Conservative media are latching on to the climate change denial of Patrick Moore, who has masqueraded as a co-founder of Greenpeace. But Moore has been a spokesman for nuclear power and fossil fuel-intensive industries for more than 20 years, and his denial of climate change -- without any expertise in the matter -- is nothing new.
Patrick Moore Denies Human-Caused Climate Change In Testimony
Moore Claims There Is "No Scientific Proof" That Humans Are "Dominant Cause" Of Global Warming. On February 25, Patrick Moore, who used to work at Greenpeace before becoming a communications consultant for the nuclear and fossil fuel energy industries, testified before the Senate Environment and Public Works Committee to deny that humans are the dominant cause of climate change:
There is no scientific proof that human emissions of carbon dioxide (CO2) are the dominant cause of the minor warming of the Earth's atmosphere over the past 100 years. If there were such a proof it would be written down for all to see. No actual proof, as it is understood in science, exists. [U.S. Senate Committee on Environment and Public Works, 2/25/14]

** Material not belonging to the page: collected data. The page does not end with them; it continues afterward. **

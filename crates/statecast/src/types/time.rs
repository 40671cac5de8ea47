// SPDX-License-Identifier: Apache-2.0 OR MIT
// Copyright (c) 2025-2026 naskel.com

//! Wall-clock time points and peer identifiers carried in headers.

use std::fmt;
use std::time::{Duration, SystemTime, UNIX_EPOCH};

/// Identifier of a publishing peer (connection-assigned guest id).
pub type PeerId = u32;

/// Wall-clock time point in nanoseconds since the Unix epoch.
#[derive(Debug, Clone, Copy, PartialEq, Eq, PartialOrd, Ord, Hash, Default)]
pub struct TimePoint(u64);

impl TimePoint {
    /// The Unix epoch.
    pub const EPOCH: Self = Self(0);

    /// Create from nanoseconds since the epoch.
    pub const fn from_nanos(nanos: u64) -> Self {
        Self(nanos)
    }

    /// Create from milliseconds since the epoch.
    pub const fn from_millis(millis: u64) -> Self {
        Self(millis.saturating_mul(1_000_000))
    }

    /// Current wall-clock time.
    pub fn now() -> Self {
        let nanos = match SystemTime::now().duration_since(UNIX_EPOCH) {
            Ok(d) => d.as_nanos() as u64,
            Err(_) => {
                log::debug!("[TimePoint::now] system clock before epoch, clamping");
                0
            }
        };
        Self(nanos)
    }

    pub const fn as_nanos(self) -> u64 {
        self.0
    }

    /// Elapsed duration since `earlier` (zero if `earlier` is later).
    pub fn saturating_since(self, earlier: Self) -> Duration {
        Duration::from_nanos(self.0.saturating_sub(earlier.0))
    }
}

impl From<SystemTime> for TimePoint {
    fn from(t: SystemTime) -> Self {
        match t.duration_since(UNIX_EPOCH) {
            Ok(d) => Self(d.as_nanos() as u64),
            Err(_) => Self::EPOCH,
        }
    }
}

impl std::ops::Add<Duration> for TimePoint {
    type Output = Self;

    fn add(self, rhs: Duration) -> Self {
        Self(self.0.saturating_add(rhs.as_nanos() as u64))
    }
}

impl fmt::Display for TimePoint {
    fn fmt(&self, f: &mut fmt::Formatter<'_>) -> fmt::Result {
        write!(f, "{}.{:09}", self.0 / 1_000_000_000, self.0 % 1_000_000_000)
    }
}
// SPDX-License-Identifier: Apache-2.0 OR MIT
// Copyright (c) 2025-2026 naskel.com

//! Record types: property masks, descriptors, values and instances.

mod builder;
mod descriptor;
mod dynamic_record;
mod property_set;
mod record;
mod registry;
mod time;
mod value;

pub use builder::StructDescriptorBuilder;
pub use descriptor::{
    EnumDescriptor, EnumVariant, PrimitiveKind, PropertyDescriptor, StructDescriptor, StructFlags,
    TypeDescriptor, TypeKind,
};
pub use dynamic_record::DynamicRecord;
pub use property_set::{PropertySet, Tags};
pub use record::{Record, RecordKey};
pub use registry::{DescriptorRegistry, TypeRegistry};
pub use time::{PeerId, TimePoint};
pub use value::{FromValue, Value};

Contrary To Moore, Actual Climate Scientists Have Extensive Scientific Proof Of Man's Impact. The U.S. National Academy of Sciences and the United Kingdom's Royal Society released a report on February 26, 2014, saying that "[i]t is now more certain than ever, based on many lines of evidence, that humans are changing Earth's climate." NASA has explained some of the evidence showing that recent warming is due to an amplified greenhouse effect rather than an increase in solar output:
How do we know that changes in the sun aren't to blame for current global warming trends?
Since 1978, a series of satellite instruments have measured the energy output of the sun directly. The satellite data show a very slight drop in solar irradiance (which is a measure of the amount of energy the sun gives off) over this time period. So the sun doesn't appear to be responsible for the warming trend observed over the past 30 years.
- If the warming were caused by a more active sun, then scientists would expect to see warmer temperatures in all layers of the atmosphere. Instead, they have observed a cooling in the upper atmosphere, and a warming at the surface and in the lower parts of the atmosphere. That's because greenhouse gasses are trapping heat in the lower atmosphere.
- Climate models that include solar irradiance changes can't reproduce the observed temperature trend over the past century or more without including a rise in greenhouse gases. [National Academy of Sciences, 2/26/14; NASA, accessed 2/27/14]
This Is Not The First Time Moore Has Used Misleading Claims To Deny Climate Change. Moore has denied climate change since at least 2007. In May 2007, Moore cited the debunked "Oregon Petition" to dismiss the scientific consensus on climate change in an interview with Glenn Beck. But the petition gathered the signatures of more than 18,000 so-called "scientists," many of which were fake and the vast majority of which were not climate experts (the petition counts anyone with a bachelor's degree in various fields including computer science and statistics as a "scientist"). [CNN Headline News, Glenn Beck, 5/2/07, via Media Matters; Skeptical Science, 7/9/10]
Patrick Moore's Climate Denial Misleadingly Hyped By Conservative Media Pundits
Fox Business Uses Moore's Statement To Call Climate Change A "Scam." On the February 27 edition of Varney & Company, host Stuart Varney introduced Patrick Moore by exclaiming incredulously, "the co-founder of Greenpeace," going on to repeat Moore's statement that "environmentalists have been using faulty climate models and scare tactics to back up their claims." Fox's Charles Payne agreed, saying "we shouldn't base policy on this because it's more of a scam."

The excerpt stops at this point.